1Departamento Física Aplicada III, Universidad Complutense de Madrid, Ciudad Universitaria, 28040 Madrid, Spain
2CEI Campus Moncloa, UCM-UPM, 28040 Madrid, Spain
3Instituto de Energía Solar, E.T.S.I. Telecomunicación, Universidad Politécnica de Madrid, Ciudad Universitaria, 28040 Madrid, Spain
4Department of TEAT, ETSI Telecomunicación, Universidad Politécnica de Madrid, Ciudad Universitaria, 28040 Madrid, Spain
5Department of FyQATA, EIAE, Universidad Politécnica de Madrid, Plaza Cardenal Cisneros 3, 28040 Madrid, Spain

Received 27 February 2013; Accepted 18 October 2013

Academic Editor: Junsin Yi

Copyright © 2013 Eric García-Hemme et al. This is an open access article distributed under the Creative Commons Attribution License, which permits unrestricted use, distribution, and reproduction in any medium, provided the original work is properly cited.

Abstract

In the framework of the third generation of photovoltaic devices, the intermediate band solar cell is one of the possible candidates to reach higher efficiencies with a lower processing cost.
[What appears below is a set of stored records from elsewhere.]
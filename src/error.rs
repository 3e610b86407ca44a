//! Error types for graph construction and rendering configuration.

use core::fmt;

/// Errors returned by the fallible graph entry points.
///
/// Insertion through the `usize` API cannot fail; these variants cover signed
/// input and rendering configuration only.
#[derive(Debug)]
pub enum GraphError {
    /// An edge endpoint was negative.
    InvalidVertex {
        /// The rejected endpoint.
        vertex: i64,
    },
    /// Rendering options could not be parsed.
    Config(serde_json::Error),
}

/// Result alias used across the crate.
pub type Result<T> = core::result::Result<T, GraphError>;

impl fmt::Display for GraphError {
    fn fmt(&self, f: &mut fmt::Formatter<'_>) -> fmt::Result {
        match self {
            GraphError::InvalidVertex { vertex } => {
                write!(f, "invalid vertex index {vertex}: endpoints must be non-negative")
            }
            GraphError::Config(err) => write!(f, "invalid render options: {err}"),
        }
    }
}

impl std::error::Error for GraphError {
    fn source(&self) -> Option<&(dyn std::error::Error + 'static)> {
        match self {
            GraphError::InvalidVertex { .. } => None,
            GraphError::Config(err) => Some(err),
        }
    }
}

impl From<serde_json::Error> for GraphError {
    fn from(err: serde_json::Error) -> Self {
        GraphError::Config(err)
    }
}

#[cfg(test)]
mod tests {
    use super::*;

    #[test]
    fn invalid_vertex_message_names_the_index() {
        let err = GraphError::InvalidVertex { vertex: -3 };
        assert_eq!(
            err.to_string(),
            "invalid vertex index -3: endpoints must be non-negative"
        );
        assert!(std::error::Error::source(&err).is_none());
    }

    #[test]
    fn config_error_keeps_its_source() {
        let json_err = serde_json::from_str::<serde_json::Value>("{").unwrap_err();
        let err = GraphError::from(json_err);
        assert!(err.to_string().starts_with("invalid render options:"));
        assert!(std::error::Error::source(&err).is_some());
    }
}
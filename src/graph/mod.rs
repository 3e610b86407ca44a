//! Graph store, traversal, and rendering.
//!
//! - `adj_list`: the incrementally built adjacency list
//! - `algorithms`: BFS and connected components
//! - `components`: component labelling result
//! - `render`: Graphviz DOT output

pub mod adj_list;
pub mod algorithms;
pub mod components;
pub mod render;

pub use adj_list::{AdjList, EdgeRef};
pub use algorithms::{connected_components, Bfs};
pub use components::Components;
pub use render::RenderOptions;
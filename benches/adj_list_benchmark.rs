use adjgraph::AdjList;
use criterion::{black_box, criterion_group, criterion_main, BenchmarkId, Criterion};

fn pseudo_random_edges(vertices: usize, edges_per_vertex: usize) -> Vec<(usize, usize)> {
    let mut edges = Vec::with_capacity(vertices * edges_per_vertex);
    for i in 0..vertices {
        for j in 0..edges_per_vertex {
            edges.push((i, (i + j * 17 + 1) % vertices));
        }
    }
    edges
}

fn bench_add_edge(c: &mut Criterion) {
    let mut group = c.benchmark_group("adj_list_add_edge");
    for &size in &[1_000usize, 10_000] {
        let edges = pseudo_random_edges(size, 8);
        for directed in [true, false] {
            let label = if directed { "directed" } else { "undirected" };
            group.bench_with_input(BenchmarkId::new(label, size), &edges, |b, edges| {
                b.iter(|| {
                    let mut graph = AdjList::new(directed);
                    for &(x, y) in edges {
                        graph.add_edge(x, y);
                    }
                    black_box(graph.edge_count())
                });
            });
        }
    }
    group.finish();
}

fn bench_render(c: &mut Criterion) {
    let graph = AdjList::from_edges(true, pseudo_random_edges(5_000, 4));
    c.bench_function("adj_list_render", |b| {
        b.iter(|| black_box(graph.render()));
    });
}

criterion_group!(benches, bench_add_edge, bench_render);
criterion_main!(benches);
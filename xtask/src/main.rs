use adjgraph::{AdjList, RenderOptions};
use anyhow::{Context, Result};
use clap::{Parser, Subcommand};
use serde::Serialize;
use std::collections::BTreeMap;
use std::fs;
use std::path::Path;
use std::process::Command;
use std::time::Instant;

#[derive(Parser)]
#[command(name = "xtask")]
#[command(about = "adjgraph workspace automation", long_about = None)]
struct Cli {
    #[command(subcommand)]
    command: Commands,
}

#[derive(Subcommand)]
enum Commands {
    /// Run the criterion benchmarks and summarize them
    Bench {
        /// Run quickly (lower sample size/time)
        #[arg(long, default_value_t = false)]
        quick: bool,

        /// Generate report only (skip running benchmarks)
        #[arg(long, default_value_t = false)]
        report_only: bool,
    },
    /// Build a graph from an edge list and print it as DOT
    Render {
        /// Comma-separated edges, e.g. `0:2,1:3,1:4`
        edges: String,

        /// Build a directed graph
        #[arg(long, default_value_t = false)]
        directed: bool,

        /// Render options as JSON, e.g. `{"strict": true}`
        #[arg(long)]
        options: Option<String>,

        /// Also print the component labels as JSON
        #[arg(long, default_value_t = false)]
        components: bool,
    },
}

const BENCHES: &[&str] = &["adj_list_benchmark", "components_benchmark"];

fn main() -> Result<()> {
    let cli = Cli::parse();

    match cli.command {
        Commands::Bench { quick, report_only } => {
            if !report_only {
                run_benchmarks(quick)?;
            }
            generate_report()?;
        }
        Commands::Render {
            edges,
            directed,
            options,
            components,
        } => render(&edges, directed, options.as_deref(), components)?,
    }

    Ok(())
}

fn parse_edges(list: &str) -> Result<Vec<(i64, i64)>> {
    list.split(',')
        .map(str::trim)
        .filter(|s| !s.is_empty())
        .map(|pair| -> Result<(i64, i64)> {
            let (x, y) = pair
                .split_once(':')
                .with_context(|| format!("edge `{pair}` is not of the form X:Y"))?;
            let x = x.trim().parse::<i64>().with_context(|| format!("bad source in `{pair}`"))?;
            let y = y.trim().parse::<i64>().with_context(|| format!("bad target in `{pair}`"))?;
            Ok((x, y))
        })
        .collect()
}

fn render(list: &str, directed: bool, options: Option<&str>, components: bool) -> Result<()> {
    let mut graph = AdjList::new(directed);
    for (x, y) in parse_edges(list)? {
        graph.try_add_edge(x, y)?;
    }

    let options = match options {
        Some(json) => RenderOptions::from_json(json)?,
        None => RenderOptions::default(),
    };

    println!("{}", graph.render_with(&options));
    if components {
        println!("{}", serde_json::to_string(&graph.components())?);
    }
    Ok(())
}

fn run_benchmarks(quick: bool) -> Result<()> {
    println!("Running benchmarks...");

    for bench in BENCHES {
        println!("\n>>> {}", bench);
        let start = Instant::now();

        let mut cmd = Command::new("cargo");
        cmd.arg("bench").arg("--bench").arg(bench);

        // Args for the test runner (Criterion) go after --
        cmd.arg("--");
        if quick {
            cmd.arg("--measurement-time").arg("0.1");
            cmd.arg("--noplot");
            cmd.arg("--sample-size").arg("10");
        }

        let status = cmd
            .status()
            .with_context(|| format!("Failed to run bench {}", bench))?;

        if !status.success() {
            anyhow::bail!("Benchmark {} failed", bench);
        }
        println!("Finished {} in {:.2?}", bench, start.elapsed());
    }

    Ok(())
}

#[derive(Serialize)]
struct Summary {
    workload: String,
    mean_ns: f64,
}

fn generate_report() -> Result<()> {
    println!("\n>>> Generating Report...");
    let mut results = BTreeMap::new();

    let criterion_dir = Path::new("target/criterion");
    if !criterion_dir.exists() {
        eprintln!("No criterion output found at {}", criterion_dir.display());
        return Ok(());
    }

    collect_results(criterion_dir, criterion_dir, &mut results);

    let report_dir = Path::new("benchmark_results");
    fs::create_dir_all(report_dir)?;

    use std::io::Write;
    let mut file = fs::File::create(report_dir.join("report.md"))?;
    writeln!(file, "# Benchmark Report")?;
    writeln!(file)?;
    writeln!(file, "| Workload | Mean | Ops/s |")?;
    writeln!(file, "|---|---|---|")?;
    for (workload, mean_ns) in &results {
        writeln!(file, "| {} | {:.0} ns | {:.2} |", workload, mean_ns, 1e9 / mean_ns)?;
    }

    let summary: Vec<_> = results
        .iter()
        .map(|(workload, &mean_ns)| Summary {
            workload: workload.clone(),
            mean_ns,
        })
        .collect();
    fs::write(
        report_dir.join("report.json"),
        serde_json::to_string_pretty(&summary)?,
    )?;

    println!("Report written to {}", report_dir.display());
    Ok(())
}

/// Collects `new/estimates.json` mean times keyed by the workload path under `root`.
fn collect_results(root: &Path, dir: &Path, results: &mut BTreeMap<String, f64>) {
    let Ok(entries) = fs::read_dir(dir) else {
        return;
    };

    for entry in entries.flatten() {
        let path = entry.path();
        if path.is_dir() {
            collect_results(root, &path, results);
            continue;
        }
        if path.file_name().and_then(|s| s.to_str()) != Some("estimates.json") {
            continue;
        }
        let Some(run_dir) = path.parent() else { continue };
        if run_dir.file_name().and_then(|s| s.to_str()) != Some("new") {
            continue;
        }
        let Some(workload_dir) = run_dir.parent() else { continue };
        let Ok(workload) = workload_dir.strip_prefix(root) else { continue };

        let mean = fs::read_to_string(&path)
            .ok()
            .and_then(|content| serde_json::from_str::<serde_json::Value>(&content).ok())
            .and_then(|json| json.get("mean")?.get("point_estimate")?.as_f64());

        if let Some(mean_ns) = mean.filter(|&m| m > 0.0) {
            results.insert(workload.display().to_string(), mean_ns);
        }
    }
}

#[cfg(test)]
mod tests {
    use super::*;

    #[test]
    fn parses_edge_lists() {
        assert_eq!(parse_edges("0:2, 1:3,").unwrap(), vec![(0, 2), (1, 3)]);
        assert_eq!(parse_edges("-1:4").unwrap(), vec![(-1, 4)]);
        assert!(parse_edges("0:2,13").is_err());
        assert!(parse_edges("a:1").is_err());
    }

    #[test]
    fn render_rejects_negative_vertices() {
        let err = render("0:1,-2:3", false, None, false).unwrap_err();
        assert!(err.to_string().contains("invalid vertex index -2"));
    }

    #[test]
    fn render_rejects_misspelled_options() {
        let err = render("0:1", false, Some(r#"{"stict": true}"#), false).unwrap_err();
        assert!(err.to_string().starts_with("invalid render options:"));
    }
}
In this work, we introduce a novel processing method based on a double ion implantation and, subsequently, a pulsed laser melting (PLM) process to obtain thicker layers of Ti supersaturated Si. We perform ab initio theoretical calculations of Si impurified with Ti showing that Ti in Si is a good candidate to theoretically form an intermediate band material in the Ti supersaturated Si. From time-of-flight secondary ion mass spectroscopy measurements, we confirm that we have obtained a Ti implanted and PLM thicker layer of 135 nm. Transmission electron microscopy reveals a single crystalline structure whilst the electrical characterization confirms the transport properties of an intermediate band material/Si substrate junction. High subbandgap absorption has been measured, obtaining an approximate value of 104 cm−1 in the photons energy range from 1.1 to 0.6 eV.